S’agissant de la Syrie, avec cette frappe limitée, l’Amérique revient au centre d’un jeu dans lequel elle avait cédé l’initiative stratégique à la diplomatie puis aux armées russes après le demi-tour d’Obama en août 2013. Reste à savoir ce que Washington fera de ce retour. La frappe américaine a aussi permis à la Turquie de rappeler à Moscou et à Téhéran qu’elle n’était pas prisonnière de son rapprochement avec la Russie. Le bombardement aura sur le moment rassuré les partenaires des Etats-Unis dans le Golfe quant à la pérennité de leur engagement, alors que l’Arabie saoudite subit une suite de revers stratégiques face à l’influence iranienne en Syrie, au Liban, en Irak et au Yémen.

Par rapport à la Russie, la dimension militaire pèsera autant que les aspects politiques et diplomatiques. La « bulle » de défense antiaérienne russe censée protéger l’espace aérien syrien, notamment grâce au système S-400, s’est avérée inopérante par rapport à une frappe basée sur des tirs de missiles de croisière. Les responsables russes auront aussi remarqué la rapidité inhabituelle du processus de prise de décision américain et sa vitesse de mise en œuvre : l’Amérique de Trump pourrait devenir aussi stratégiquement « agile » que l’est devenue la Russie de Poutine depuis la guerre de Géorgie. Cela pèsera sur les prises de risque que pourrait envisager le président russe aux marges de l’OTAN, notamment dans les Balkans après l’entrée du Monténégro dans l’Alliance Atlantique.

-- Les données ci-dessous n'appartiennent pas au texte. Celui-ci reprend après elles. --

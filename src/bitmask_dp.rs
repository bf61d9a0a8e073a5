//! Exact solver A: bitmask subset-cover dynamic programming.
//!
//! Enumerates every maximal biclique of the instance, encodes each as a bitmask with one bit per
//! covered edge and searches for the smallest family whose union is the full edge set. The
//! memoized search only ever branches on bicliques covering the lowest-index uncovered edge,
//! which is sound for set cover: any optimal cover must contain some biclique covering that
//! edge. Exponential in the edge count, intended for small or kernelized inputs.

use fxhash::{FxHashMap, FxHashSet};
use itertools::Itertools;
use crate::cover_instance::CoverInstance;
use crate::cust_error::ProcessingError;

/// One bit per edge in a `u128`.
pub const EDGE_LIMIT: usize = 128;

impl CoverInstance {

    /// Enumerates all maximal bicliques as edge bitmasks.
    ///
    /// For every subset of left vertices, one intersection pass over the right side and one back
    /// over the left side yields a maximal biclique (no fixed-point iteration is needed for this
    /// seed shape). Results are deduplicated by their (left, right) signature.
    pub fn maximal_biclique_masks(&self) -> Vec<u128> {
        let mut seen: FxHashSet<(Vec<usize>, Vec<usize>)> = FxHashSet::default();
        let mut masks = Vec::new();
        for size in 1..=self.u_nodes.len() {
            for subset in self.u_nodes.iter().copied().combinations(size) {
                let common_v = self.intersect_u_neighborhoods(&subset);
                if common_v.is_empty() {
                    continue;
                }
                let maximal_u = self.intersect_v_neighborhoods(&common_v);
                let mut u_sig: Vec<usize> = maximal_u.into_iter().collect();
                let mut v_sig: Vec<usize> = common_v.into_iter().collect();
                u_sig.sort_unstable();
                v_sig.sort_unstable();
                if seen.contains(&(u_sig.clone(), v_sig.clone())) {
                    continue;
                }
                let mut mask = 0u128;
                for &u in &u_sig {
                    for &v in &v_sig {
                        let idx = *self.edge_index.get(&(u, v))
                            .expect("every pair of a maximal biclique is an edge");
                        mask |= 1 << idx;
                    }
                }
                masks.push(mask);
                seen.insert((u_sig, v_sig));
            }
        }
        masks
    }

    /// Computes the exact bipartite dimension of the instance via the subset-cover DP.
    /// Returns a `ProcessingError` if the edge count exceeds [`EDGE_LIMIT`].
    pub fn bitmask_dimension(&self) -> Result<usize, ProcessingError> {
        let m = self.m();
        if m == 0 {
            return Ok(0)
        }
        if m > EDGE_LIMIT {
            return Err(ProcessingError::EdgeLimitExceeded { edges: m, limit: EDGE_LIMIT })
        }
        let masks = self.maximal_biclique_masks();
        let full = if m == EDGE_LIMIT { u128::MAX } else { (1u128 << m) - 1 };
        let mut memo: FxHashMap<u128, usize> = FxHashMap::default();
        Ok(cover_from(0, full, &masks, &mut memo))
    }

    fn intersect_u_neighborhoods(&self, subset: &[usize]) -> FxHashSet<usize> {
        let mut iter = subset.iter();
        let first = iter.next().expect("subsets are non-empty");
        let mut common = self.neighbors_of_u(*first).clone();
        for u in iter {
            if common.is_empty() {
                break;
            }
            let nu = self.neighbors_of_u(*u);
            common.retain(|v| nu.contains(v));
        }
        common
    }

    fn intersect_v_neighborhoods(&self, subset: &FxHashSet<usize>) -> FxHashSet<usize> {
        let mut iter = subset.iter();
        let first = iter.next().expect("`subset` is non-empty");
        let mut common = self.neighbors_of_v(*first).clone();
        for v in iter {
            if common.is_empty() {
                break;
            }
            let nv = self.neighbors_of_v(*v);
            common.retain(|u| nv.contains(u));
        }
        common
    }

}

/// Minimum number of biclique masks whose union with `mask` reaches `full`, memoized by `mask`.
fn cover_from(mask: u128, full: u128, masks: &[u128], memo: &mut FxHashMap<u128, usize>) -> usize {
    if mask == full {
        return 0
    }
    if let Some(&count) = memo.get(&mask) {
        return count
    }
    let target = (!mask & full).trailing_zeros();
    let mut best = usize::MAX;
    for &candidate in masks {
        if (candidate >> target) & 1 == 1 {
            // Every edge lies in at least one maximal biclique, so this branch is always taken
            // for some candidate and `best` ends up finite.
            let count = 1 + cover_from(mask | candidate, full, masks, memo);
            if count < best {
                best = count;
            }
        }
    }
    memo.insert(mask, best);
    best
}
//! This module contains all custom errors used in this library.

use std::fmt;
use std::error::Error;

/// Errors raised synchronously by graph construction and mutation.
#[derive(Debug, Eq, PartialEq, Clone)]
pub enum ValidationError {
    /// An edge references a vertex that is not part of the graph.
    UnknownVertex(usize),
    /// The edge is already present.
    DuplicateEdge(usize, usize),
    /// Both endpoints of a bipartite edge fall on the same side.
    SameSideEdge(usize, usize),
    /// A vertex appears in both sides of a bipartite partition.
    SidesNotDisjoint(usize),
    /// Directed edges must not self-loop.
    DirectedSelfLoop(usize),
    /// A self-loop can never be covered by a biclique.
    LoopInCoverTarget(usize),
}

impl fmt::Display for ValidationError {
    fn fmt(&self, f: &mut fmt::Formatter<'_>) -> fmt::Result {
        match self {
            Self::UnknownVertex(v) => write!(f, "Validation: vertex {} is not in the graph.", v),
            Self::DuplicateEdge(u, v) => write!(f, "Validation: edge ({}, {}) already exists.", u, v),
            Self::SameSideEdge(u, v) => write!(f, "Validation: edge ({}, {}) does not connect both sides.", u, v),
            Self::SidesNotDisjoint(v) => write!(f, "Validation: vertex {} appears in both sides.", v),
            Self::DirectedSelfLoop(v) => write!(f, "Validation: directed edge ({}, {}) self-loops.", v, v),
            Self::LoopInCoverTarget(v) => write!(f, "Validation: self-loop at {} can not be covered by a biclique.", v),
        }
    }
}

impl Error for ValidationError {}

/// Errors raised by the solvers.
///
/// An exhausted bounded search (no cover of size <= `max_k`) is *not* an error and is reported
/// as `Ok(None)` by the respective solver.
#[derive(Debug, Eq, PartialEq, Clone)]
pub enum ProcessingError {
    InvalidParameter(String),
    /// The bitmask solver addresses at most `limit` edges.
    EdgeLimitExceeded { edges: usize, limit: usize },
    /// The satisfiability oracle failed.
    OracleFailure(String),
}

impl fmt::Display for ProcessingError {
    fn fmt(&self, f: &mut fmt::Formatter<'_>) -> fmt::Result {
        match self {
            Self::InvalidParameter(msg) => write!(f, "Invalid parameter: {}", msg),
            Self::EdgeLimitExceeded { edges, limit } =>
                write!(f, "Edge limit exceeded: {} edges, the bitmask solver addresses at most {}.", edges, limit),
            Self::OracleFailure(msg) => write!(f, "Oracle failure: {}", msg),
        }
    }
}

impl Error for ProcessingError {}

/// Errors raised while reading an edge list from an input stream.
#[derive(Debug)]
pub enum ImportError {
    IoError(std::io::Error),
    InputMalformedError,
    BadIntError(std::num::ParseIntError),
    BadGraphError(ValidationError),
}

impl From<std::io::Error> for ImportError {
    fn from(e: std::io::Error) -> ImportError {
        ImportError::IoError(e)
    }
}

impl From<std::num::ParseIntError> for ImportError {
    fn from(e: std::num::ParseIntError) -> ImportError {
        ImportError::BadIntError(e)
    }
}

impl From<ValidationError> for ImportError {
    fn from(e: ValidationError) -> ImportError {
        ImportError::BadGraphError(e)
    }
}

impl fmt::Display for ImportError {
    fn fmt(&self, f: &mut fmt::Formatter<'_>) -> fmt::Result {
        match self {
            Self::IoError(_) => write!(f, "Import: IoError"),
            Self::InputMalformedError => write!(f, "Import: Input is malformed."),
            Self::BadIntError(_) => write!(f, "Import: Integer is malformed."),
            Self::BadGraphError(e) => write!(f, "Import: {}", e),
        }
    }
}

impl Error for ImportError {}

Cela ne signifie pas que Washington et Moscou sont condamnés à l’affrontement, malgré la phase actuelle d’expression des désaccords. L’un des effets paradoxaux de la crise actuelle est de donner au président américain les marges de manœuvre politiques nécessaires pour pouvoir engager le dialogue avec son homologue russe sans être automatiquement soupçonné de complaisances inavouables avec le système poutinien. De son côté, la Russie aura noté sans plaisir son isolement total au Conseil de sécurité cette semaine.

Une résolution commune

Malgré les inquiétudes qu’inspire la personnalité de l’hôte de la Maison Blanche et nonobstant le caractère unilatéral de la frappe américaine, c’est ensemble que les gouvernements américain, britannique et français ont présenté une résolution commune au Conseil de sécurité, emportant l’adhésion des deux-tiers des Etats membres. Les Européens, et spécialement les Français, retiendront aussi qu’il est dorénavant possible de conduire la guerre contre l’organisation EI sans ménager Bachar Al-Assad.

Le prochain président français pourrait avoir l’occasion de rouvrir un jeu stratégique et diplomatique dans lequel le Conseil de sécurité et l’Union européenne auront à nouveau leur place. Cela vaudrait mieux que d’être relégué au rôle ingrat de ceux qui sont invités à payer pour reconstruire les villes détruites par les forces syriennes, russes et iraniennes.

François Heisbourg, Conseiller spécial à la Fondation pour la recherche stratégique. Il est l’auteur de Comment perdre la guerre contre le terrorisme (Stock, 2016).